Fetch all recorded return values from workflow jobs.

names — Filter to jobs with these names.
deps_of — Filter to jobs that are dependencies of this job.

Returns a dict mapping job names to their recorded values. Sub-workflow results are nested.

await get_context()

Retrieve the workflow’s context data set by add_context(). Returns the context dict or None.

await status()

Get current status of the workflow and all sub-workflows. Returns a WorkflowStatus object.

Returned by workflow.status().

id — The workflow ID.
name — The workflow name (if set).
state — Overall state: "executing", "completed", "cancelled", "discarded", or "unknown".
total — Total number of jobs.
counts — Dict of job counts by state.
duration — Time from start to completion (timedelta or None).
started_at — When the first job started (datetime or None).
stopped_at — When the last job finished (datetime or None).
subs — Dict of sub-workflow statuses, keyed by sub-workflow name.

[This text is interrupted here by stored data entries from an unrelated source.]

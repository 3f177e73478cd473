pub mod client;
pub mod contract;
pub mod event;
pub mod user;
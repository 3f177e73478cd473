//! Shared domain error type.
//!
//! Every failure an operation can surface maps to one of these kinds. Each
//! kind carries a stable machine-checkable code (see [`CoreError::kind`])
//! plus a human-readable one-line message via `Display`.

use crate::types::DbId;

/// Domain-level error kinds.
///
/// Session expiry and session-file corruption are intentionally NOT kinds
/// here: both normalize to "not authenticated" before any operation runs,
/// so callers only ever see `AuthenticationFailed` or `PermissionDenied`.
#[derive(Debug, thiserror::Error)]
pub enum CoreError {
    /// Credentials did not verify, or no authenticated actor is present.
    #[error("authentication failed: {0}")]
    AuthenticationFailed(String),

    /// The actor is authenticated but not authorized for this target.
    #[error("permission denied: {0}")]
    PermissionDenied(String),

    /// Malformed or business-rule-violating input.
    #[error("validation error: {0}")]
    Validation(String),

    /// A referenced id does not exist.
    #[error("{entity} with id {id} not found")]
    NotFound { entity: &'static str, id: DbId },

    /// A uniqueness constraint was violated (duplicate email/username).
    #[error("conflict: {0}")]
    Conflict(String),

    /// An unexpected failure; the original cause is kept for diagnostics.
    #[error("internal error: {0}")]
    Internal(String),
}

impl CoreError {
    /// Stable machine-checkable code for this error kind.
    pub fn kind(&self) -> &'static str {
        match self {
            CoreError::AuthenticationFailed(_) => "AUTHENTICATION_FAILED",
            CoreError::PermissionDenied(_) => "PERMISSION_DENIED",
            CoreError::Validation(_) => "VALIDATION_ERROR",
            CoreError::NotFound { .. } => "NOT_FOUND",
            CoreError::Conflict(_) => "CONFLICT",
            CoreError::Internal(_) => "INTERNAL_ERROR",
        }
    }
}
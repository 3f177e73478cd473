//! The closed set of actor roles.
//!
//! Role is a tagged enumeration rather than a free-form string so the
//! permission table in [`crate::permissions`] can match exhaustively:
//! adding a role is a compile-time-checked change.

use std::fmt;
use std::str::FromStr;

use serde::{Deserialize, Serialize};

use crate::error::CoreError;

/// An actor's role. Exactly one per user.
#[derive(Debug, Clone, Copy, PartialEq, Eq, Hash, Serialize, Deserialize)]
#[serde(rename_all = "lowercase")]
pub enum Role {
    /// System administrator, full access.
    Admin,
    /// Commercial staff: owns clients and services their contracts.
    Commercial,
    /// Support staff: executes the events assigned to them.
    Support,
    /// Management: supervision over all business records.
    Management,
}

/// All roles, in the order they are presented to operators.
pub const ALL_ROLES: &[Role] = &[Role::Admin, Role::Commercial, Role::Support, Role::Management];

impl Role {
    /// The canonical lowercase name stored in the database and session file.
    pub fn as_str(&self) -> &'static str {
        match self {
            Role::Admin => "admin",
            Role::Commercial => "commercial",
            Role::Support => "support",
            Role::Management => "management",
        }
    }
}

impl fmt::Display for Role {
    fn fmt(&self, f: &mut fmt::Formatter<'_>) -> fmt::Result {
        f.write_str(self.as_str())
    }
}

impl FromStr for Role {
    type Err = CoreError;

    fn from_str(s: &str) -> Result<Self, Self::Err> {
        match s {
            "admin" => Ok(Role::Admin),
            "commercial" => Ok(Role::Commercial),
            "support" => Ok(Role::Support),
            "management" => Ok(Role::Management),
            other => Err(CoreError::Validation(format!(
                "Invalid role '{other}'. Must be one of: admin, commercial, support, management"
            ))),
        }
    }
}

#[cfg(test)]
mod tests {
    use super::*;

    #[test]
    fn test_roundtrip_all_roles() {
        for role in ALL_ROLES {
            let parsed: Role = role.as_str().parse().expect("canonical name must parse");
            assert_eq!(parsed, *role);
        }
    }

    #[test]
    fn test_unknown_role_rejected() {
        let result = Role::from_str("gestion");
        assert!(result.is_err());
        assert!(result.unwrap_err().to_string().contains("Invalid role"));
    }

    #[test]
    fn test_serde_uses_lowercase_names() {
        let json = serde_json::to_string(&Role::Management).unwrap();
        assert_eq!(json, "\"management\"");
        let back: Role = serde_json::from_str("\"support\"").unwrap();
        assert_eq!(back, Role::Support);
    }
}
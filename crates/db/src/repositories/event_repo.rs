//! Repository for the `events` table.

use clientele_core::types::DbId;

use crate::models::event::{CreateEvent, Event, EventFilter, UpdateEvent};
use crate::DbPool;

/// Column list shared across queries to avoid repetition.
const COLUMNS: &str = "id, name, contract_id, client_id, support_id, start_at, end_at, \
                       location, attendees, notes, created_at, updated_at";

/// Provides CRUD operations for events.
pub struct EventRepo;

impl EventRepo {
    /// Insert a new event, returning the created row.
    pub async fn create(pool: &DbPool, input: &CreateEvent) -> Result<Event, sqlx::Error> {
        let query = format!(
            "INSERT INTO events
                (name, contract_id, client_id, start_at, end_at, location, attendees, notes)
             VALUES ($1, $2, $3, $4, $5, $6, $7, $8)
             RETURNING {COLUMNS}"
        );
        sqlx::query_as::<_, Event>(&query)
            .bind(&input.name)
            .bind(input.contract_id)
            .bind(input.client_id)
            .bind(input.start_at)
            .bind(input.end_at)
            .bind(&input.location)
            .bind(input.attendees)
            .bind(&input.notes)
            .fetch_one(pool)
            .await
    }

    /// Find an event by internal ID.
    pub async fn find_by_id(pool: &DbPool, id: DbId) -> Result<Option<Event>, sqlx::Error> {
        let query = format!("SELECT {COLUMNS} FROM events WHERE id = $1");
        sqlx::query_as::<_, Event>(&query)
            .bind(id)
            .fetch_optional(pool)
            .await
    }

    /// List events matching the filter.
    ///
    /// Relational criteria run in SQL; the temporal-status criterion is a
    /// pure post-filter over each row's computed status.
    pub async fn list(pool: &DbPool, filter: &EventFilter) -> Result<Vec<Event>, sqlx::Error> {
        let query = format!(
            "SELECT {COLUMNS} FROM events
             WHERE ($1 IS NULL OR support_id = $1)
               AND (NOT $2 OR support_id IS NULL)
               AND ($3 IS NULL OR contract_id IN
                    (SELECT id FROM contracts WHERE commercial_id = $3))
             ORDER BY start_at"
        );
        let events = sqlx::query_as::<_, Event>(&query)
            .bind(filter.support_id)
            .bind(filter.unassigned)
            .bind(filter.commercial_id)
            .fetch_all(pool)
            .await?;

        Ok(match filter.status {
            Some(status) => events.into_iter().filter(|e| e.status() == status).collect(),
            None => events,
        })
    }

    /// Update an event. Only non-`None` fields in `input` are applied.
    ///
    /// Returns `None` if no row with the given `id` exists.
    pub async fn update(
        pool: &DbPool,
        id: DbId,
        input: &UpdateEvent,
    ) -> Result<Option<Event>, sqlx::Error> {
        let query = format!(
            "UPDATE events SET
                name = COALESCE($2, name),
                start_at = COALESCE($3, start_at),
                end_at = COALESCE($4, end_at),
                location = COALESCE($5, location),
                attendees = COALESCE($6, attendees),
                notes = COALESCE($7, notes),
                updated_at = CURRENT_TIMESTAMP
             WHERE id = $1
             RETURNING {COLUMNS}"
        );
        sqlx::query_as::<_, Event>(&query)
            .bind(id)
            .bind(&input.name)
            .bind(input.start_at)
            .bind(input.end_at)
            .bind(&input.location)
            .bind(input.attendees)
            .bind(&input.notes)
            .fetch_optional(pool)
            .await
    }

    /// Assign a support member to an event.
    ///
    /// The role check on the support user happens in the operation layer;
    /// this only records the link. Returns `None` if the event is missing.
    pub async fn assign_support(
        pool: &DbPool,
        id: DbId,
        support_id: DbId,
    ) -> Result<Option<Event>, sqlx::Error> {
        let query = format!(
            "UPDATE events SET support_id = $2, updated_at = CURRENT_TIMESTAMP
             WHERE id = $1
             RETURNING {COLUMNS}"
        );
        sqlx::query_as::<_, Event>(&query)
            .bind(id)
            .bind(support_id)
            .fetch_optional(pool)
            .await
    }
}
//! Contract and payment operations.
//!
//! The servicing commercial on a contract is always the client's commercial
//! at creation time; callers never supply it. Payments only ever decrement
//! `remaining_amount` and never flip `is_paid`.

use clientele_core::error::CoreError;
use clientele_core::permissions::{self, Action, ActorRef, Target};
use clientele_core::types::DbId;
use clientele_db::models::contract::{Contract, ContractFilter, CreateContract, UpdateContract};
use clientele_db::repositories::{ClientRepo, ContractRepo};
use clientele_db::DbPool;
use validator::Validate;

use crate::error::AppResult;

/// Create a contract for a client.
pub async fn create(
    pool: &DbPool,
    actor: Option<&ActorRef>,
    input: CreateContract,
) -> AppResult<Contract> {
    // 1. The client anchors both the permission check and the commercial.
    let actor = permissions::require_authenticated(actor)?;
    let client = ClientRepo::find_by_id(pool, input.client_id)
        .await?
        .ok_or(CoreError::NotFound { entity: "client", id: input.client_id })?;
    permissions::require_allowed(
        actor,
        Action::Create,
        &Target::Contract { commercial: client.commercial_id },
    )?;

    // 2. Amounts must be positive.
    if input.total_amount <= 0.0 {
        return Err(
            CoreError::Validation("The total amount must be greater than zero".into()).into(),
        );
    }

    // 3. Validate and insert; remaining_amount starts at total_amount.
    input.validate()?;
    let contract = ContractRepo::create(pool, &input, client.commercial_id).await?;
    tracing::info!(
        contract_id = contract.id,
        client_id = contract.client_id,
        total = contract.total_amount,
        "contract created"
    );
    Ok(contract)
}

/// Update a contract's fields.
///
/// `is_paid` and `remaining_amount` may be set independently here; the
/// update path never reconciles them.
pub async fn update(
    pool: &DbPool,
    actor: Option<&ActorRef>,
    contract_id: DbId,
    input: UpdateContract,
) -> AppResult<Contract> {
    // 1. Resolve the target and guard against its servicing commercial.
    let actor = permissions::require_authenticated(actor)?;
    let contract = ContractRepo::find_by_id(pool, contract_id)
        .await?
        .ok_or(CoreError::NotFound { entity: "contract", id: contract_id })?;
    permissions::require_allowed(
        actor,
        Action::Update,
        &Target::Contract { commercial: contract.commercial_id },
    )?;

    // 2. Amount sanity. `0 <= remaining <= total` must hold for the
    //    effective values, whichever side of the pair this update touches.
    let total = input.total_amount.unwrap_or(contract.total_amount);
    let remaining = input.remaining_amount.unwrap_or(contract.remaining_amount);
    if total <= 0.0 {
        return Err(
            CoreError::Validation("The total amount must be greater than zero".into()).into(),
        );
    }
    if remaining < 0.0 || remaining > total {
        return Err(CoreError::Validation(
            "The remaining amount must be between zero and the total amount".into(),
        )
        .into());
    }

    // 3. Apply.
    let contract = ContractRepo::update(pool, contract_id, &input)
        .await?
        .ok_or(CoreError::NotFound { entity: "contract", id: contract_id })?;
    tracing::info!(contract_id = contract.id, "contract updated");
    Ok(contract)
}

/// Record a payment against a contract.
///
/// Returns `true` when the payment was applied, `false` when the amount was
/// refused (`amount <= 0` or `amount > remaining`); refusal mutates nothing.
pub async fn record_payment(
    pool: &DbPool,
    actor: Option<&ActorRef>,
    contract_id: DbId,
    amount: f64,
) -> AppResult<bool> {
    // 1. Resolve the target and guard against its servicing commercial.
    let actor = permissions::require_authenticated(actor)?;
    let contract = ContractRepo::find_by_id(pool, contract_id)
        .await?
        .ok_or(CoreError::NotFound { entity: "contract", id: contract_id })?;
    permissions::require_allowed(
        actor,
        Action::Update,
        &Target::Contract { commercial: contract.commercial_id },
    )?;

    // 2. The repository re-reads the balance inside its transaction.
    Ok(ContractRepo::record_payment(pool, contract_id, amount).await?)
}

/// Delete a contract together with its events.
pub async fn delete(pool: &DbPool, actor: Option<&ActorRef>, contract_id: DbId) -> AppResult<()> {
    // 1. Resolve the target and guard against its servicing commercial.
    let actor = permissions::require_authenticated(actor)?;
    let contract = ContractRepo::find_by_id(pool, contract_id)
        .await?
        .ok_or(CoreError::NotFound { entity: "contract", id: contract_id })?;
    permissions::require_allowed(
        actor,
        Action::Delete,
        &Target::Contract { commercial: contract.commercial_id },
    )?;

    // 2. One atomic cascade: events first, then the contract.
    let deleted = ContractRepo::delete_cascade(pool, contract_id).await?;
    if !deleted {
        return Err(CoreError::NotFound { entity: "contract", id: contract_id }.into());
    }
    Ok(())
}

/// Fetch one contract. Reads are open to every authenticated role.
pub async fn get(
    pool: &DbPool,
    actor: Option<&ActorRef>,
    contract_id: DbId,
) -> AppResult<Contract> {
    permissions::require_authenticated(actor)?;
    Ok(ContractRepo::find_by_id(pool, contract_id)
        .await?
        .ok_or(CoreError::NotFound { entity: "contract", id: contract_id })?)
}

/// List contracts matching the filter.
pub async fn list(
    pool: &DbPool,
    actor: Option<&ActorRef>,
    filter: ContractFilter,
) -> AppResult<Vec<Contract>> {
    permissions::require_authenticated(actor)?;
    Ok(ContractRepo::list(pool, &filter).await?)
}
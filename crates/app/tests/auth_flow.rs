//! Integration tests for the login flow: credential checks, session
//! persistence, and actor resolution.

use sqlx::SqlitePool;

use clientele_app::auth::session::SessionStore;
use clientele_app::auth::{self, password};
use clientele_app::ops;
use clientele_core::permissions::ActorRef;
use clientele_core::roles::Role;
use clientele_db::models::user::CreateUser;
use clientele_db::repositories::UserRepo;

const ADMIN: ActorRef = ActorRef { id: 1_000, role: Role::Admin };

async fn seed_login_user(pool: &SqlitePool, username: &str, plain: &str) -> i64 {
    let user = UserRepo::create(
        pool,
        &CreateUser {
            username: username.to_string(),
            email: format!("{username}@example.com"),
            password_hash: password::hash_password(plain).expect("hash"),
            first_name: "Test".to_string(),
            last_name: username.to_string(),
            role: Role::Commercial.as_str().to_string(),
        },
    )
    .await
    .expect("seed user");
    user.id
}

fn temp_store() -> (tempfile::TempDir, SessionStore) {
    let dir = tempfile::tempdir().expect("tempdir");
    let store = SessionStore::new(dir.path().join("session.json"));
    (dir, store)
}

#[sqlx::test(migrations = "../db/migrations")]
async fn test_login_roundtrip(pool: SqlitePool) {
    let user_id = seed_login_user(&pool, "alice", "hunter2hunter2").await;
    let (_dir, store) = temp_store();

    let session = auth::authenticate(&pool, &store, "alice", "hunter2hunter2").await.unwrap();
    assert_eq!(session.user_id, user_id);
    assert_eq!(session.role, "commercial");

    // The persisted record resolves back to the same user.
    let actor = auth::current_actor(&pool, &store).await.unwrap().expect("live session");
    assert_eq!(actor.id, user_id);
    assert_eq!(actor.actor_ref().unwrap().role, Role::Commercial);

    // Logout removes the record; a second logout is a no-op.
    assert!(auth::end_session(&store));
    assert!(!auth::end_session(&store));
    assert!(auth::current_actor(&pool, &store).await.unwrap().is_none());
}

#[sqlx::test(migrations = "../db/migrations")]
async fn test_login_failures_are_uniform(pool: SqlitePool) {
    seed_login_user(&pool, "bob", "hunter2hunter2").await;
    let (_dir, store) = temp_store();

    let wrong_password =
        auth::authenticate(&pool, &store, "bob", "not-the-password").await.unwrap_err();
    let unknown_user =
        auth::authenticate(&pool, &store, "nobody", "whatever").await.unwrap_err();

    assert_eq!(wrong_password.kind(), "AUTHENTICATION_FAILED");
    assert_eq!(unknown_user.kind(), "AUTHENTICATION_FAILED");
    assert_eq!(
        wrong_password.message(),
        unknown_user.message(),
        "failures must not reveal whether the username exists"
    );
    assert!(store.current().is_none(), "no session may be written on failure");
}

#[sqlx::test(migrations = "../db/migrations")]
async fn test_relogin_replaces_session(pool: SqlitePool) {
    seed_login_user(&pool, "carol", "hunter2hunter2").await;
    let dave_id = seed_login_user(&pool, "dave", "hunter2hunter2").await;
    let (_dir, store) = temp_store();

    auth::authenticate(&pool, &store, "carol", "hunter2hunter2").await.unwrap();
    auth::authenticate(&pool, &store, "dave", "hunter2hunter2").await.unwrap();

    let actor = auth::current_actor(&pool, &store).await.unwrap().expect("live session");
    assert_eq!(actor.id, dave_id, "last login wins");
}

#[sqlx::test(migrations = "../db/migrations")]
async fn test_session_for_deleted_user_resolves_to_none(pool: SqlitePool) {
    let user_id = seed_login_user(&pool, "erin", "hunter2hunter2").await;
    let (_dir, store) = temp_store();

    auth::authenticate(&pool, &store, "erin", "hunter2hunter2").await.unwrap();
    ops::users::delete(&pool, Some(&ADMIN), user_id).await.unwrap();

    // The record still exists on disk but no longer names a real user.
    assert!(store.current().is_some());
    assert!(auth::current_actor(&pool, &store).await.unwrap().is_none());
}
//! Application-level error type for the operation layer.
//!
//! Wraps [`CoreError`] for domain errors and classifies database failures:
//! uniqueness violations detected at commit time surface as conflicts,
//! everything else as internal errors with the cause preserved.

use clientele_core::error::CoreError;

#[derive(Debug, thiserror::Error)]
pub enum AppError {
    /// A domain-level error from `clientele_core`.
    #[error(transparent)]
    Core(#[from] CoreError),

    /// A database error from sqlx.
    #[error("Database error: {0}")]
    Database(#[from] sqlx::Error),

    /// An internal error with a human-readable message.
    #[error("Internal error: {0}")]
    Internal(String),
}

/// Convenience type alias for operation return values.
pub type AppResult<T> = Result<T, AppError>;

impl AppError {
    /// Stable machine-checkable code, aligned with [`CoreError::kind`].
    pub fn kind(&self) -> &'static str {
        match self {
            AppError::Core(core) => core.kind(),
            AppError::Database(err) => classify_sqlx_error(err).0,
            AppError::Internal(_) => "INTERNAL_ERROR",
        }
    }

    /// One-line message suitable for direct display.
    pub fn message(&self) -> String {
        match self {
            AppError::Core(core) => core.to_string(),
            AppError::Database(err) => classify_sqlx_error(err).1,
            AppError::Internal(msg) => msg.clone(),
        }
    }
}

/// Classify a sqlx error into a stable kind code and a sanitized message.
///
/// - `RowNotFound` maps to NOT_FOUND.
/// - Unique constraint violations map to CONFLICT (race on uniqueness that
///   slipped past the prechecks; the transaction has already rolled back).
/// - Everything else maps to INTERNAL_ERROR with a sanitized message.
fn classify_sqlx_error(err: &sqlx::Error) -> (&'static str, String) {
    match err {
        sqlx::Error::RowNotFound => ("NOT_FOUND", "Resource not found".to_string()),
        sqlx::Error::Database(db_err) => {
            if db_err.is_unique_violation() {
                return (
                    "CONFLICT",
                    format!("Duplicate value violates a unique constraint: {}", db_err.message()),
                );
            }
            tracing::error!(error = %db_err, "Database error");
            ("INTERNAL_ERROR", "An internal error occurred".to_string())
        }
        other => {
            tracing::error!(error = %other, "Database error");
            ("INTERNAL_ERROR", "An internal error occurred".to_string())
        }
    }
}

/// Map `validator` derive failures onto the domain validation kind.
impl From<validator::ValidationErrors> for AppError {
    fn from(errors: validator::ValidationErrors) -> Self {
        AppError::Core(CoreError::Validation(errors.to_string()))
    }
}
mod client_repo;
mod contract_repo;
mod event_repo;
mod user_repo;

pub use client_repo::ClientRepo;
pub use contract_repo::ContractRepo;
pub use event_repo::EventRepo;
pub use user_repo::UserRepo;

await cancel_jobs(*, names=None)

Cancel jobs in the workflow. Returns the number of jobs cancelled.

names — Filter to only cancel jobs with these names.

await retry_jobs(*, names=None)

Retry jobs in the workflow. Returns the number of jobs retried.

names — Filter to only retry jobs with these names.

to_graph()

Build a Graph representation of the workflow. Returns a Graph object with vertices and edges attributes. Sub-workflows are represented as nested Graph objects within vertices.

to_dot()

Convert the workflow to Graphviz DOT format. Returns a string suitable for rendering with Graphviz tools.

to_mermaid()

Convert the workflow to Mermaid flowchart format. Returns a string suitable for rendering in Mermaid-compatible viewers.